A criatividade sempre foi muito um elemento importante na vida de Raul Dantas, 24, morador de Embu das Artes, município da região metropolitana de São Paulo, mas nem sempre as oportunidades de trabalho surgiram por conta desse diferencial. Ele é um desses jovens, morador de quebrada, que deseja viver de arte e cultura, especificamente do audiovisual.

Na trajetória de Raul não faltaram tentativas para conseguir pelo menos uma entrevista de emprego. “Tem quem consegue, mas eu por exemplo, após concluir o curso eu tenho certeza que mandei mais de 30 currículos por e-mail. Só tive duas respostas dizendo “obrigado por ter mandado”, no máximo. Então rola isso mesmo”, relata o jovem.

Raul possui 24 anos e mora em Embu das Artes. Foto: Mateus Fernandes.

Raul é formado em técnico de produção audiovisual pela Etec Jornalista Roberto Marinho, um dos principais equipamentos públicos acessíveis para jovens das periferias para ter acesso a esse tipo de curso de forma gratuita.

Para complementar a sua formação, Raul chegou a iniciar um curso técnico em processos fotográficos, porém precisou trancar devido aos protocolos de isolamento social da pandemia de covid-19.

Raul durante a produção de seu TCC. Foto: Arquivo Pessoal.

A maior experiência dele na área, foi durante a realização do seu trabalho de conclusão de curso, na qual, o jovem atuou como diretor. Após a formação, Raul vem tentando submeter projetos para o PROAC – Programa de Ação Cultural, programa de investimento em projetos culturais através de editais, como alternativa para obter recursos para investir em seus projetos independentes.

“Ano passado eu escrevi um argumento, fiz todo um projeto para um edital do PROAC. Reuni toda uma equipe, pegou o documento de todo mundo, fiz todas as etapas do projeto e submeti pro PROAC, só que não passou. Mas foi bom que teve uma nota”,

conta Raul.

Embora seja formado em curso técnico na área e busque se inserir no campo da produção de áudio e vídeo, o jovem ainda não consegue viver apenas com o audiovisual e atualmente trabalha com atendimento em um call center.

“O principal interesse, meu e da minha família, é que eu faça alguma coisa da vida. Meu primeiro trabalho foi telemarketing, o segundo de formalização de contrato de banco, depois eu vendi bolo na rua, fiz entrega”, compartilha o jovem, que não esconde a sua disposição para gerar renda e trabalho, independente da profissão exercida”.

Contexto 

Em julho deste ano, foi notícia em jornais e muito discutido nas redes sociais a imagem da Cinemateca de São Paulo em chamas. A possibilidade de incêndio já havia sido alertada, porém, nada foi feito. Tal imagem foi apenas mais uma demonstração de como o governo vem ignorando a importância do audiovisual para preservação da memória e cultura do país.
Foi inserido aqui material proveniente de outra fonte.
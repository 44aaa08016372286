//! Sizing of base address registers, expansion ROMs and bridge windows.
//!
//! Every probe saves the register, writes the all-ones pattern, reads the decoder mask back and
//! restores the original value. The command register is left alone; callers that need decoding
//! disabled while sizing must do so themselves.

use tracing::{debug, warn};

use crate::access::ConfigAccess;
use crate::degrade::BridgeDecode;
use crate::error::Result;
use crate::pool::ResourceClass;
use crate::regs;
use crate::tree::Bar;
use crate::PciBdf;

/// Smallest I/O window a BAR may decode. A 4-byte 32-bit decoder reads back as all ones and
/// cannot be told apart from an empty slot.
pub const MIN_IO_WINDOW: u64 = 8;
/// Smallest memory window a BAR may decode, for the same reason.
pub const MIN_MEM_WINDOW: u64 = 32;
/// Smallest expansion ROM window.
pub const MIN_ROM_WINDOW: u64 = 0x800;

/// Slot number reported for expansion ROM windows.
pub const ROM_SLOT: u8 = 6;

/// Outcome of probing one BAR slot.
#[derive(Debug, Clone, Copy, Eq, PartialEq)]
pub enum BarProbe {
    Absent,
    /// `slots` is 2 for a 64-bit window.
    Window { bar: Bar, slots: u8 },
    Malformed { slots: u8, reason: &'static str },
}

impl BarProbe {
    pub fn slots(&self) -> u8 {
        match *self {
            Self::Absent => 1,
            Self::Window { slots, .. } | Self::Malformed { slots, .. } => slots,
        }
    }
}

/// Length decoded by an address mask: its lowest set bit, which is the two's complement of the
/// mask when the decoder is well formed. `None` when the mask is zero.
pub const fn window_length(mask: u64) -> Option<u64> {
    if mask == 0 {
        None
    } else {
        Some(mask & mask.wrapping_neg())
    }
}

fn size_register<C: ConfigAccess + ?Sized>(
    cfg: &mut C,
    bdf: PciBdf,
    offset: u16,
    pattern: u32,
) -> Result<(u32, u32)> {
    let original = cfg.read_u32(bdf, offset)?;
    let probed = cfg
        .write_u32(bdf, offset, pattern)
        .and_then(|()| cfg.read_u32(bdf, offset));
    // Put the original back even when sizing failed halfway.
    let restored = cfg.write_u32(bdf, offset, original);
    let probed = probed?;
    restored?;
    Ok((original, probed))
}

/// Probes BAR `index` of a header with `count` BAR slots.
pub fn probe_bar<C: ConfigAccess + ?Sized>(
    cfg: &mut C,
    bdf: PciBdf,
    index: u8,
    count: u8,
) -> Result<BarProbe> {
    let offset = regs::bar_offset(index);
    let (original, probed) = size_register(cfg, bdf, offset, 0xFFFF_FFFF)?;
    if probed == 0xFFFF_FFFF {
        return Ok(BarProbe::Absent);
    }

    if probed & regs::BAR_IO_SPACE != 0 {
        let address_bits = probed & !regs::BAR_IO_FLAGS_MASK;
        if address_bits == 0 || address_bits == !regs::BAR_IO_FLAGS_MASK {
            return Ok(BarProbe::Absent);
        }
        let mut mask = u64::from(address_bits);
        // 16-bit decoders hardwire the upper half to zero.
        if mask & 0xFFFF_0000 == 0 {
            mask |= 0xFFFF_0000;
        }
        let Some(length) = window_length(mask) else {
            return Ok(BarProbe::Absent);
        };
        if length < MIN_IO_WINDOW {
            return Ok(BarProbe::Malformed {
                slots: 1,
                reason: "I/O window below minimum granularity",
            });
        }
        let bar = Bar {
            index,
            class: ResourceClass::Io16,
            length,
            alignment: length - 1,
            prefetchable: false,
            base: u64::from(original & !regs::BAR_IO_FLAGS_MASK),
        };
        return Ok(BarProbe::Window { bar, slots: 1 });
    }

    let prefetchable = probed & regs::BAR_MEM_PREFETCHABLE != 0;
    let (is_64bit, slots) =
        match (probed >> regs::BAR_MEM_TYPE_SHIFT) & regs::BAR_MEM_TYPE_MASK {
            regs::BAR_MEM_TYPE_32 | regs::BAR_MEM_TYPE_1M => (false, 1),
            regs::BAR_MEM_TYPE_64 if index + 1 < count => (true, 2),
            regs::BAR_MEM_TYPE_64 => {
                return Ok(BarProbe::Malformed {
                    slots: 1,
                    reason: "64-bit window in the last BAR slot",
                })
            }
            _ => {
                return Ok(BarProbe::Malformed {
                    slots: 1,
                    reason: "reserved memory type",
                })
            }
        };

    let mut mask = u64::from(probed & !regs::BAR_MEM_FLAGS_MASK);
    let mut base = u64::from(original & !regs::BAR_MEM_FLAGS_MASK);
    if is_64bit {
        let (original_high, probed_high) =
            size_register(cfg, bdf, regs::bar_offset(index + 1), 0xFFFF_FFFF)?;
        mask |= u64::from(probed_high) << 32;
        base |= u64::from(original_high) << 32;
    }

    let all_ones = if is_64bit {
        !u64::from(regs::BAR_MEM_FLAGS_MASK)
    } else {
        u64::from(!regs::BAR_MEM_FLAGS_MASK)
    };
    if mask == all_ones {
        return Ok(BarProbe::Absent);
    }
    let Some(length) = window_length(mask) else {
        return Ok(BarProbe::Absent);
    };
    if length < MIN_MEM_WINDOW {
        return Ok(BarProbe::Malformed {
            slots,
            reason: "memory window below minimum granularity",
        });
    }

    let bar = Bar {
        index,
        class: ResourceClass::memory(is_64bit, prefetchable),
        length,
        alignment: length - 1,
        prefetchable,
        base,
    };
    Ok(BarProbe::Window { bar, slots })
}

/// Probes every BAR slot of a header layout.
pub fn probe_bars<C: ConfigAccess + ?Sized>(
    cfg: &mut C,
    bdf: PciBdf,
    header_layout: u8,
) -> Result<[Option<Bar>; 6]> {
    let count = regs::bar_count(header_layout);
    let mut bars = [None; 6];
    let mut index = 0u8;
    while index < count {
        let probe = probe_bar(cfg, bdf, index, count)?;
        match probe {
            BarProbe::Absent => {}
            BarProbe::Window { bar, .. } => {
                debug!(
                    bdf = %bdf,
                    bar = index,
                    class = %bar.class,
                    length = format_args!("{:#x}", bar.length),
                    "probed BAR"
                );
                bars[usize::from(index)] = Some(bar);
            }
            BarProbe::Malformed { reason, .. } => {
                warn!(bdf = %bdf, bar = index, reason, "ignoring malformed BAR");
            }
        }
        index += probe.slots();
    }
    Ok(bars)
}

/// Sizes the expansion ROM register of a header layout, if it has one.
pub fn probe_rom<C: ConfigAccess + ?Sized>(
    cfg: &mut C,
    bdf: PciBdf,
    header_layout: u8,
) -> Result<Option<Bar>> {
    let Some(offset) = regs::rom_offset(header_layout) else {
        return Ok(None);
    };
    let (original, probed) = size_register(cfg, bdf, offset, regs::ROM_ADDRESS_MASK)?;
    let mask = u64::from(probed & regs::ROM_ADDRESS_MASK);
    let Some(length) = window_length(mask) else {
        return Ok(None);
    };
    if length < MIN_ROM_WINDOW {
        warn!(bdf = %bdf, "ignoring malformed expansion ROM");
        return Ok(None);
    }
    debug!(bdf = %bdf, length = format_args!("{length:#x}"), "probed expansion ROM");
    Ok(Some(Bar {
        index: ROM_SLOT,
        class: ResourceClass::Mem32,
        length,
        alignment: length - 1,
        prefetchable: false,
        base: u64::from(original & regs::ROM_ADDRESS_MASK),
    }))
}

/// Determines which windows a PCI-to-PCI bridge implements.
pub fn probe_bridge_decode<C: ConfigAccess + ?Sized>(
    cfg: &mut C,
    bdf: PciBdf,
) -> Result<BridgeDecode> {
    let original = cfg.read_u8(bdf, regs::IO_BASE)?;
    cfg.write_u8(bdf, regs::IO_BASE, 0xF0)?;
    let probed = cfg.read_u8(bdf, regs::IO_BASE)?;
    cfg.write_u8(bdf, regs::IO_BASE, original)?;
    let io = (probed & 0xF0 != 0).then_some(probed & 0x0F == regs::IO_RANGE_32BIT);

    let original = cfg.read_u16(bdf, regs::PREFETCH_BASE)?;
    cfg.write_u16(bdf, regs::PREFETCH_BASE, 0xFFF0)?;
    let probed = cfg.read_u16(bdf, regs::PREFETCH_BASE)?;
    cfg.write_u16(bdf, regs::PREFETCH_BASE, original)?;
    let pmem = (probed & 0xFFF0 != 0).then_some(probed & 0x000F == regs::PREFETCH_RANGE_64BIT);

    Ok(BridgeDecode::pci_bridge(io, pmem))
}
Em contrapartida, temos nas periferias movimentos que seguem fortalecendo diversos campos que cotidianamente são atacados pelo Estado, entre eles, jovens que ainda sonham em viver da cultura e mudar esse contexto de desmonte das políticas públicas que apoiam a produção audiovisual.


Documentaristas da quebrada refletem sobre a importância da preservação do audiovisual periférico

Para os documentaristas Sidnei Junior e Rosa Caldeira, a Cinemateca tem potencial para expandir e se reinventar, mas ainda é um espaço elitizado que não contempla as produções periféricas.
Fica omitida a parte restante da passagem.